- _Records supplied_:

◇ ◇ ◇

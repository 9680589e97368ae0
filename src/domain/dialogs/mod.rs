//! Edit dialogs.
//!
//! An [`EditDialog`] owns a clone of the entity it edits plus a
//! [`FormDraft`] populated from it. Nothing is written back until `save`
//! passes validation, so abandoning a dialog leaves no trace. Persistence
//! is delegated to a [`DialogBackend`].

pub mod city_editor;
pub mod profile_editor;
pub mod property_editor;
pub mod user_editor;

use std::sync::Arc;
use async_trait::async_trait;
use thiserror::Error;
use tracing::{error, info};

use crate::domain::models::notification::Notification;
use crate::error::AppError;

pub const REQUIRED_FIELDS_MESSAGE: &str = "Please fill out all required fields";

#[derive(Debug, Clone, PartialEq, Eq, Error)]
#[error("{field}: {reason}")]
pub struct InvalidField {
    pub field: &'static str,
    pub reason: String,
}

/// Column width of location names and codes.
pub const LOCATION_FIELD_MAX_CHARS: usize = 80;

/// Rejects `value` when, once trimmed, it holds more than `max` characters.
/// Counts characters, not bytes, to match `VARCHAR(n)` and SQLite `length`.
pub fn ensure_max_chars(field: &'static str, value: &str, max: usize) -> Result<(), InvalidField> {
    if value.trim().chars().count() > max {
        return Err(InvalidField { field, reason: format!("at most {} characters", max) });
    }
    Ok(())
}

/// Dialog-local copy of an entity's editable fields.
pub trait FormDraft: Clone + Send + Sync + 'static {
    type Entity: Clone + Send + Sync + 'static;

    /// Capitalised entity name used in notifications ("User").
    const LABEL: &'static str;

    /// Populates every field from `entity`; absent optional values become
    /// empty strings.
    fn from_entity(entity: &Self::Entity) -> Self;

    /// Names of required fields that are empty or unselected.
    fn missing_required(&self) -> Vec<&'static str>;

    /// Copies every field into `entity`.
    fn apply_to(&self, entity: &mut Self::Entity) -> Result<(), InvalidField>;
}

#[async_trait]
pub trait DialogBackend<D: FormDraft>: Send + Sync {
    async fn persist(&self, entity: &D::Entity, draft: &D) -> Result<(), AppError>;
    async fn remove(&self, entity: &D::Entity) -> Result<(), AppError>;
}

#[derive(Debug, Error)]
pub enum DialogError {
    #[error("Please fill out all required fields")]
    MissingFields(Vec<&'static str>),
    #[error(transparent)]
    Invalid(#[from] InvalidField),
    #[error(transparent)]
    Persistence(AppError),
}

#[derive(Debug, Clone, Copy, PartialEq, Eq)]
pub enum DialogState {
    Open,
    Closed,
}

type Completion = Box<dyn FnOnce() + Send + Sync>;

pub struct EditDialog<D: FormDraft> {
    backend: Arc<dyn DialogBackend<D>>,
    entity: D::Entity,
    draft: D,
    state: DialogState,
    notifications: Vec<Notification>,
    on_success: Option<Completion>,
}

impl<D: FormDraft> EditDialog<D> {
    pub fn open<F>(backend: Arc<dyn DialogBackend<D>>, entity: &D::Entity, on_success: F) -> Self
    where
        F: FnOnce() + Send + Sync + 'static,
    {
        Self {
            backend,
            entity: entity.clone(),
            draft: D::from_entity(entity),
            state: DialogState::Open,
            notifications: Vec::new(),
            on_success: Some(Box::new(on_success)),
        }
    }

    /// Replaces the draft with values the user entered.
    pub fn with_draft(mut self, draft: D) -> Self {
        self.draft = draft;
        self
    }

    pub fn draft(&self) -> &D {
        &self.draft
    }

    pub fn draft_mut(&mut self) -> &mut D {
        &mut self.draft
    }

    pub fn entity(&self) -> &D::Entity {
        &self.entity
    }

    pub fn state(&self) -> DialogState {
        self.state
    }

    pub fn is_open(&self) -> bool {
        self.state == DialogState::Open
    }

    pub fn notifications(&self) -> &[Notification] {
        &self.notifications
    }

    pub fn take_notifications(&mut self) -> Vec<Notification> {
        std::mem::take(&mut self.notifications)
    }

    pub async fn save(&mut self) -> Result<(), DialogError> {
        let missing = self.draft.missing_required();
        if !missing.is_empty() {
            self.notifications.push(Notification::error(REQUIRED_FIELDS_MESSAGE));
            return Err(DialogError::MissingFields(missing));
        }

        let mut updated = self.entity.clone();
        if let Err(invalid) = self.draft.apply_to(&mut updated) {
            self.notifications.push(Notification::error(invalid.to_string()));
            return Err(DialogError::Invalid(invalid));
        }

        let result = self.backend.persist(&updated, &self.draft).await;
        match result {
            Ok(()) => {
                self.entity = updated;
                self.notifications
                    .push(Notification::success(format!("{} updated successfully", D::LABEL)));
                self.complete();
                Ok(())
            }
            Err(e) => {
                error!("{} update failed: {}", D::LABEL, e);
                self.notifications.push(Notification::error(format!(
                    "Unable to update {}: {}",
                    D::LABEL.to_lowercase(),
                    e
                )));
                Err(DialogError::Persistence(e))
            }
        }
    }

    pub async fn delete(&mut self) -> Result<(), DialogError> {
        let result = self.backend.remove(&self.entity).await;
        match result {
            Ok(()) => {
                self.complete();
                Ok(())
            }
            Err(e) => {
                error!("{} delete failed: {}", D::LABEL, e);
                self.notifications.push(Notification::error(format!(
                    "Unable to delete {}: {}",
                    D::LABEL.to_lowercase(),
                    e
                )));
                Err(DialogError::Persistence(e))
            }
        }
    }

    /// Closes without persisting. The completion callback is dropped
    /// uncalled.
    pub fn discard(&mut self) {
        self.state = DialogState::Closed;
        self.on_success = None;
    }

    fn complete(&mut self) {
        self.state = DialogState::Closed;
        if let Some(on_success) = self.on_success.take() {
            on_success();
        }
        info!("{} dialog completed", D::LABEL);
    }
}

◇ ◇ ◇

- _Exercise brief_:
The records above need to be returned in full, with nothing altered.

- _Problem solution_:
repository 9680589e97368ae0
filename src/domain/dialogs/mod.rs
//! Edit dialogs.
//!
//! An [`EditDialog`] owns a clone of the entity it edits plus a
//! [`FormDraft`] populated from it. Nothing is written back until `save`
//! passes validation, so abandoning a dialog leaves no trace. Persistence
//! is delegated to a [`DialogBackend`].

pub mod city_editor;
pub mod profile_editor;
pub mod property_editor;
pub mod user_editor;

use std::sync::Arc;
use async_trait::async_trait;
use thiserror::Error;
use tracing::{error, info};

use crate::domain::models::notification::Notification;
use crate::error::AppError;

pub const REQUIRED_FIELDS_MESSAGE: &str = "Please fill out all required fields";

#[derive(Debug, Clone, PartialEq, Eq, Error)]
#[error("{field}: {reason}")]
pub struct InvalidField {
    pub field: &'static str,
    pub reason: String,
}

/// Column width of location names and codes.
pub const LOCATION_FIELD_MAX_CHARS: usize = 80;

/// Rejects `value` when, once trimmed, it holds more than `max` characters.
/// Counts characters, not bytes, to match `VARCHAR(n)` and SQLite `length`.
pub fn ensure_max_chars(field: &'static str, value: &str, max: usize) -> Result<(), InvalidField> {
    if value.trim().chars().count() > max {
        return Err(InvalidField { field, reason: format!("at most {} characters", max) });
    }
    Ok(())
}

/// Dialog-local copy of an entity's editable fields.
pub trait FormDraft: Clone + Send + Sync + 'static {
    type Entity: Clone + Send + Sync + 'static;

    /// Capitalised entity name used in notifications ("User").
    const LABEL: &'static str;

    /// Populates every field from `entity`; absent optional values become
    /// empty strings.
    fn from_entity(entity: &Self::Entity) -> Self;

    /// Names of required fields that are empty or unselected.
    fn missing_required(&self) -> Vec<&'static str>;

    /// Copies every field into `entity`.
    fn apply_to(&self, entity: &mut Self::Entity) -> Result<(), InvalidField>;
}

#[async_trait]
pub trait DialogBackend<D: FormDraft>: Send + Sync {
    async fn persist(&self, entity: &D::Entity, draft: &D) -> Result<(), AppError>;
    async fn remove(&self, entity: &D::Entity) -> Result<(), AppError>;
}

#[derive(Debug, Error)]
pub enum DialogError {
    #[error("Please fill out all required fields")]
    MissingFields(Vec<&'static str>),
    #[error(transparent)]
    Invalid(#[from] InvalidField),
    #[error(transparent)]
    Persistence(AppError),
}

#[derive(Debug, Clone, Copy, PartialEq, Eq)]
pub enum DialogState {
    Open,
    Closed,
}

type Completion = Box<dyn FnOnce() + Send + Sync>;

pub struct EditDialog<D: FormDraft> {
    backend: Arc<dyn DialogBackend<D>>,
    entity: D::Entity,
    draft: D,
    state: DialogState,
    notifications: Vec<Notification>,
    on_success: Option<Completion>,
}

impl<D: FormDraft> EditDialog<D> {
    pub fn open<F>(backend: Arc<dyn DialogBackend<D>>, entity: &D::Entity, on_success: F) -> Self
    where
        F: FnOnce() + Send + Sync + 'static,
    {
        Self {
            backend,
            entity: entity.clone(),
            draft: D::from_entity(entity),
            state: DialogState::Open,
            notifications: Vec::new(),
            on_success: Some(Box::new(on_success)),
        }
    }

    /// Replaces the draft with values the user entered.
    pub fn with_draft(mut self, draft: D) -> Self {
        self.draft = draft;
        self
    }

    pub fn draft(&self) -> &D {
        &self.draft
    }

    pub fn draft_mut(&mut self) -> &mut D {
        &mut self.draft
    }

    pub fn entity(&self) -> &D::Entity {
        &self.entity
    }

    pub fn state(&self) -> DialogState {
        self.state
    }

    pub fn is_open(&self) -> bool {
        self.state == DialogState::Open
    }

    pub fn notifications(&self) -> &[Notification] {
        &self.notifications
    }

    pub fn take_notifications(&mut self) -> Vec<Notification> {
        std::mem::take(&mut self.notifications)
    }

    pub async fn save(&mut self) -> Result<(), DialogError> {
        let missing = self.draft.missing_required();
        if !missing.is_empty() {
            self.notifications.push(Notification::error(REQUIRED_FIELDS_MESSAGE));
            return Err(DialogError::MissingFields(missing));
        }

        let mut updated = self.entity.clone();
        if let Err(invalid) = self.draft.apply_to(&mut updated) {
            self.notifications.push(Notification::error(invalid.to_string()));
            return Err(DialogError::Invalid(invalid));
        }

        let result = self.backend.persist(&updated, &self.draft).await;
        match result {
            Ok(()) => {
                self.entity = updated;
                self.notifications
                    .push(Notification::success(format!("{} updated successfully", D::LABEL)));
                self.complete();
                Ok(())
            }
            Err(e) => {
                error!("{} update failed: {}", D::LABEL, e);
                self.notifications.push(Notification::error(format!(
                    "Unable to update {}: {}",
                    D::LABEL.to_lowercase(),
                    e
                )));
                Err(DialogError::Persistence(e))
            }
        }
    }

    pub async fn delete(&mut self) -> Result<(), DialogError> {
        let result = self.backend.remove(&self.entity).await;
        match result {
            Ok(()) => {
                self.complete();
                Ok(())
            }
            Err(e) => {
                error!("{} delete failed: {}", D::LABEL, e);
                self.notifications.push(Notification::error(format!(
                    "Unable to delete {}: {}",
                    D::LABEL.to_lowercase(),
                    e
                )));
                Err(DialogError::Persistence(e))
            }
        }
    }

    /// Closes without persisting. The completion callback is dropped
    /// uncalled.
    pub fn discard(&mut self) {
        self.state = DialogState::Closed;
        self.on_success = None;
    }

    fn complete(&mut self) {
        self.state = DialogState::Closed;
        if let Some(on_success) = self.on_success.take() {
            on_success();
        }
        info!("{} dialog completed", D::LABEL);
    }
}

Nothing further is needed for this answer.